Your goal: Please give back, word for word, each line from the start of the entries through the one in which "access is allowed." is found.

Records from a dataset:
- - -

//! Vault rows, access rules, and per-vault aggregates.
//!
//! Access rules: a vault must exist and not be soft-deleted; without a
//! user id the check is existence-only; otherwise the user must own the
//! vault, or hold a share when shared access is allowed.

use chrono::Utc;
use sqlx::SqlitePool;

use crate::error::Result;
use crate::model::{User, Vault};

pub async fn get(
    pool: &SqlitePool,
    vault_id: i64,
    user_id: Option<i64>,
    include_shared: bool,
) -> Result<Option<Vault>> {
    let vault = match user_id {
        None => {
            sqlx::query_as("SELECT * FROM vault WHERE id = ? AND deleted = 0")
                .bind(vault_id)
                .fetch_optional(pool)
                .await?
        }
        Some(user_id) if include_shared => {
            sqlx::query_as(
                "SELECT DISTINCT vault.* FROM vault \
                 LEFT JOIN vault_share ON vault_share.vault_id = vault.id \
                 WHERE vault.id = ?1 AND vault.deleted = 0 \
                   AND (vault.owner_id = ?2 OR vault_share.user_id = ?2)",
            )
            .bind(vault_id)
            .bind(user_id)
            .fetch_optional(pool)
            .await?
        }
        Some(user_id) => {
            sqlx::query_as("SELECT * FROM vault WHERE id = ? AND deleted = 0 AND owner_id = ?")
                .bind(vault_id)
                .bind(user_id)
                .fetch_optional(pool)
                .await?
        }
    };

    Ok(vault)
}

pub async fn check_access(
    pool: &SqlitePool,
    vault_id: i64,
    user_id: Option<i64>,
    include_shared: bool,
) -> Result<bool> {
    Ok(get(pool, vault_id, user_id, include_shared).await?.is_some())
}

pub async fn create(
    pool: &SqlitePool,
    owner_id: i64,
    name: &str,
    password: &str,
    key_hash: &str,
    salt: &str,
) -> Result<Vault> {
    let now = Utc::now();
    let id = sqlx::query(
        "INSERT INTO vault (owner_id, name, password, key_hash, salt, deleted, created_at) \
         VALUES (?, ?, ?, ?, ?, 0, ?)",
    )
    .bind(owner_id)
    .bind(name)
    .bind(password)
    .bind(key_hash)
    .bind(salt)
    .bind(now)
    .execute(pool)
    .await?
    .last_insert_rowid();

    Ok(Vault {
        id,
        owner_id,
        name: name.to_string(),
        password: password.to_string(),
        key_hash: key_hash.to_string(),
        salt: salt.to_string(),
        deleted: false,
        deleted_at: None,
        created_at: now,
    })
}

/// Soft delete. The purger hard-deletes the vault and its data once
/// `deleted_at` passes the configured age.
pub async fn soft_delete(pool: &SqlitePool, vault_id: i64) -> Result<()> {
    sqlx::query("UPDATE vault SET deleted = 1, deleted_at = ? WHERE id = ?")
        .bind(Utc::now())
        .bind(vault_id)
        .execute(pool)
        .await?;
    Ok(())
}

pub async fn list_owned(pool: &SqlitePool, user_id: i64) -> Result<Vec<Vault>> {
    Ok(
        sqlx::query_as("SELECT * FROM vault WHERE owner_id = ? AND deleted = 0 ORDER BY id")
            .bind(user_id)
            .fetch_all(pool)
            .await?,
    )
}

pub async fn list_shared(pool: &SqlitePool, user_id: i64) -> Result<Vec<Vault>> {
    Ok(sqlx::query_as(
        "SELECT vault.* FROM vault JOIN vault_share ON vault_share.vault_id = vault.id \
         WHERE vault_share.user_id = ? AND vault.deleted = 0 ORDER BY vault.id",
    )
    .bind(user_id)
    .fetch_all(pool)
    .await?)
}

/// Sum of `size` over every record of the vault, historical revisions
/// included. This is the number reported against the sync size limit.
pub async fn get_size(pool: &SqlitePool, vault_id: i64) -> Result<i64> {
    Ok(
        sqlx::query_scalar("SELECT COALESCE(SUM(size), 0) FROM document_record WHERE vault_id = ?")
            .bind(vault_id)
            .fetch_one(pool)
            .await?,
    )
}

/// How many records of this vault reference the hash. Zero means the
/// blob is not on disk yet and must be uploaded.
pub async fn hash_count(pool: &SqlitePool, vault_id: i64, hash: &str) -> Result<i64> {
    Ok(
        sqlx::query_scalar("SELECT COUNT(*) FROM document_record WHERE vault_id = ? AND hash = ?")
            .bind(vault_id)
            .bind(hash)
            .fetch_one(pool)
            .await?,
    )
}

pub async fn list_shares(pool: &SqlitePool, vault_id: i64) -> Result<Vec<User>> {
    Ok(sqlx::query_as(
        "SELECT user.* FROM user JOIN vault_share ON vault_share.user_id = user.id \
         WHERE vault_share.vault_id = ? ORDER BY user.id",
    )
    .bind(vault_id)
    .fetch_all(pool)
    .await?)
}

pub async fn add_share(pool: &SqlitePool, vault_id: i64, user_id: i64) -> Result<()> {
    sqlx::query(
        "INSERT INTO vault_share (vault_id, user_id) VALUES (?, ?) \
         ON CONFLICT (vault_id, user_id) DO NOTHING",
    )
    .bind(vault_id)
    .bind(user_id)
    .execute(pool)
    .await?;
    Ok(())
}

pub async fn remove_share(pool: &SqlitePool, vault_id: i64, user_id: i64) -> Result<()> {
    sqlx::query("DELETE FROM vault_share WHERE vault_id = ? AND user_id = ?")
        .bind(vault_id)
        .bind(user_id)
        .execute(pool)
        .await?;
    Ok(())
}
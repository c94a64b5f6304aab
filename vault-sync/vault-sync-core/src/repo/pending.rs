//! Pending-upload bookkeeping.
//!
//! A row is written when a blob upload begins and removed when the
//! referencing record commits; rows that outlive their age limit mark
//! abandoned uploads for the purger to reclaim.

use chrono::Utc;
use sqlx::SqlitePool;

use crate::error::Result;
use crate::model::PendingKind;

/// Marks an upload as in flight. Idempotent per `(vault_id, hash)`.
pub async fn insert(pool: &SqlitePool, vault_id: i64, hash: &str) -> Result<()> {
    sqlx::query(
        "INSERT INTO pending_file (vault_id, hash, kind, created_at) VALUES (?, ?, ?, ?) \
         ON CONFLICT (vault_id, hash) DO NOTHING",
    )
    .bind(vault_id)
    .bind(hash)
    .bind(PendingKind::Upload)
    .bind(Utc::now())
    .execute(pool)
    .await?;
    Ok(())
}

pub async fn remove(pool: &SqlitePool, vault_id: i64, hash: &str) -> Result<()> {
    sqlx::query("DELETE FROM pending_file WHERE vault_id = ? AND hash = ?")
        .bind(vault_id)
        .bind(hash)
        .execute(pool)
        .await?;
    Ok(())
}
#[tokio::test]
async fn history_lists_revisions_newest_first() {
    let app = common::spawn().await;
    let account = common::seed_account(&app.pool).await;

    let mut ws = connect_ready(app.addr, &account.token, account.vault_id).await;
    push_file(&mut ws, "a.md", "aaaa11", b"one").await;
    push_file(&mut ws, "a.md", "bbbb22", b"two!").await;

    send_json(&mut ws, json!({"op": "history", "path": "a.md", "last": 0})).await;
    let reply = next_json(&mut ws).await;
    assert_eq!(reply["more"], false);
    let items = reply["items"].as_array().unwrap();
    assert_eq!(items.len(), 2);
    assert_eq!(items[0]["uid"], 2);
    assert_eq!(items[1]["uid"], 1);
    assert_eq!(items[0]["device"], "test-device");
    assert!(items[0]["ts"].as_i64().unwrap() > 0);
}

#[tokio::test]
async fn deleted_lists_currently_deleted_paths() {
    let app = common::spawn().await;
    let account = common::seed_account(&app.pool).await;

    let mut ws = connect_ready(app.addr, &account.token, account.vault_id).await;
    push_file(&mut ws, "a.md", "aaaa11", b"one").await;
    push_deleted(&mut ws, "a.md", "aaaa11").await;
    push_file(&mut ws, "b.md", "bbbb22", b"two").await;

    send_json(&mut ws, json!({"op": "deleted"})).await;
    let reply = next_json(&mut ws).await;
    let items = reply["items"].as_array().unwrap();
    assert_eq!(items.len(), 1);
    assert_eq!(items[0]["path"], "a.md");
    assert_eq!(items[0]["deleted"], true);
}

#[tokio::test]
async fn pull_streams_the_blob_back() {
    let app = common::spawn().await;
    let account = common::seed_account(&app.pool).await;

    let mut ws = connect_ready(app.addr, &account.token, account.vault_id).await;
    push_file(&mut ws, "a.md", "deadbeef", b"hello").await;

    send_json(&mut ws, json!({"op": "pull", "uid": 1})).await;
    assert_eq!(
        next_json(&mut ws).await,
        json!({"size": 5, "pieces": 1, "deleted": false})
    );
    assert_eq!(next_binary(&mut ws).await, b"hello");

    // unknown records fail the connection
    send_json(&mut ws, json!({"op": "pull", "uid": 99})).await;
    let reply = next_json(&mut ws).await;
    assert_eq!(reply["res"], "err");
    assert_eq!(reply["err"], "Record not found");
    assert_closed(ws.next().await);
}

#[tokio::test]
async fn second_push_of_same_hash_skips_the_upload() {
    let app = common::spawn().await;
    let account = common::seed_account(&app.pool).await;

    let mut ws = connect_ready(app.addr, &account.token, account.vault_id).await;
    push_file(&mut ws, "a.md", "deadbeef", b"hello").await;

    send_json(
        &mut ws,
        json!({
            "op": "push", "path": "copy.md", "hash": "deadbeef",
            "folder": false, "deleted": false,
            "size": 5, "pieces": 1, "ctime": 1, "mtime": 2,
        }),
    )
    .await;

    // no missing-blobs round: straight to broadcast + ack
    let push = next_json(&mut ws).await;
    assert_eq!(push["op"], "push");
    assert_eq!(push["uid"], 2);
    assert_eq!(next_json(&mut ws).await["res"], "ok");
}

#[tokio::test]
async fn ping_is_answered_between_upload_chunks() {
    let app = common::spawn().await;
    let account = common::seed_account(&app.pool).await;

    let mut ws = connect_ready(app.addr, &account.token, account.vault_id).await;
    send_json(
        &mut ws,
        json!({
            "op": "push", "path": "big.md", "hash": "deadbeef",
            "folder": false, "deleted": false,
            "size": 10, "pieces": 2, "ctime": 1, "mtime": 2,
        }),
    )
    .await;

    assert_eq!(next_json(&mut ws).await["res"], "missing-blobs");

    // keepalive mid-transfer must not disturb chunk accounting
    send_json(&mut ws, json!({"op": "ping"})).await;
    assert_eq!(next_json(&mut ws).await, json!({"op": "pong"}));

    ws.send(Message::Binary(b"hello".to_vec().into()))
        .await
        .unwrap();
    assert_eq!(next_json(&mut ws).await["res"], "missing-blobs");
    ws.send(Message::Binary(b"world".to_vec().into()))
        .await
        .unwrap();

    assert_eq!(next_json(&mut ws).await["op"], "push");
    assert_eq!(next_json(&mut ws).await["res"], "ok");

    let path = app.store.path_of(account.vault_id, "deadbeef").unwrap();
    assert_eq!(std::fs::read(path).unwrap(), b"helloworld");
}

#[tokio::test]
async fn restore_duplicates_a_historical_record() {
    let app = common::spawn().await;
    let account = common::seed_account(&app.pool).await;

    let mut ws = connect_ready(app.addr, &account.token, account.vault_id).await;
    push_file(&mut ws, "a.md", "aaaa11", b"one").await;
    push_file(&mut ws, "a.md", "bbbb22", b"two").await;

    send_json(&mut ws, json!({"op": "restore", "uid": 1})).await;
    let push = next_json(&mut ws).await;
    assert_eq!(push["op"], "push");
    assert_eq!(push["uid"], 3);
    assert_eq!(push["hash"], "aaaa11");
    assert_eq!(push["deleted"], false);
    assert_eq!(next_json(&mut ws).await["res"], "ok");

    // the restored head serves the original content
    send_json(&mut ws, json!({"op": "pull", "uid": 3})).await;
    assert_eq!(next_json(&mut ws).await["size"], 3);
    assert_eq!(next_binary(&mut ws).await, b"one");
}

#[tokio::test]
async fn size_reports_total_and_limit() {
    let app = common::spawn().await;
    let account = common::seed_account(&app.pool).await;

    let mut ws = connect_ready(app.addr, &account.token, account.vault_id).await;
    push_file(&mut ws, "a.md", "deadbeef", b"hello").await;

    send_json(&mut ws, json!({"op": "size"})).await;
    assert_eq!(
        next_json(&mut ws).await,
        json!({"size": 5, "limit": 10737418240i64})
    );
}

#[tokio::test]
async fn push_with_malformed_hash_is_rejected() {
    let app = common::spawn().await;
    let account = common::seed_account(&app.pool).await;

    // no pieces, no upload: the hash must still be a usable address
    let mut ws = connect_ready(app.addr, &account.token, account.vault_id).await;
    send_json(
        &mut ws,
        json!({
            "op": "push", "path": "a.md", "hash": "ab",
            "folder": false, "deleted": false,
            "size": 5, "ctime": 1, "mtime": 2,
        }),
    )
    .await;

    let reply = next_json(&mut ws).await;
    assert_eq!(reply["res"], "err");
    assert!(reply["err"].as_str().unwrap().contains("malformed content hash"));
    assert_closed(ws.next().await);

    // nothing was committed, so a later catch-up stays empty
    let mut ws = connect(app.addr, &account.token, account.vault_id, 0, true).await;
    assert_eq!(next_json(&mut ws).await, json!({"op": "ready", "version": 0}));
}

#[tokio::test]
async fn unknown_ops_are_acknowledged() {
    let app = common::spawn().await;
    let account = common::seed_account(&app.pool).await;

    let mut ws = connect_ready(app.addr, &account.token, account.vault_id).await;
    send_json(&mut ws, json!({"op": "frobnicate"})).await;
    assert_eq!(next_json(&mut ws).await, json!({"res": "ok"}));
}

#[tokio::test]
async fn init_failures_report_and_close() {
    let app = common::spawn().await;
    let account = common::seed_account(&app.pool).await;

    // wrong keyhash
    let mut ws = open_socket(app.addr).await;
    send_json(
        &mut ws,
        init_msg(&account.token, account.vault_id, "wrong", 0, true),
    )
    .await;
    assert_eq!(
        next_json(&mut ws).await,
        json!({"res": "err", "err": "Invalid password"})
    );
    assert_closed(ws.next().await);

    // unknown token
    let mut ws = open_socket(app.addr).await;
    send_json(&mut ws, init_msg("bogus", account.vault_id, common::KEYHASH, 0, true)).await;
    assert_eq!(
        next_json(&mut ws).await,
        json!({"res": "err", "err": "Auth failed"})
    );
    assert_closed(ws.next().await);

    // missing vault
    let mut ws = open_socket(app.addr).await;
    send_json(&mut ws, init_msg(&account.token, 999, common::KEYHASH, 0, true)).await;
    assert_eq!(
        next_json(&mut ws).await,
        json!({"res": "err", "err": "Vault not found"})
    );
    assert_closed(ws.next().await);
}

- - -

Answer area:
//! Vault rows, access rules, and per-vault aggregates.
//!
//! Access rules: a vault must exist and not be soft-deleted; without a
//! user id the check is existence-only; otherwise the user must own the
//! vault, or hold a share when shared access is allowed.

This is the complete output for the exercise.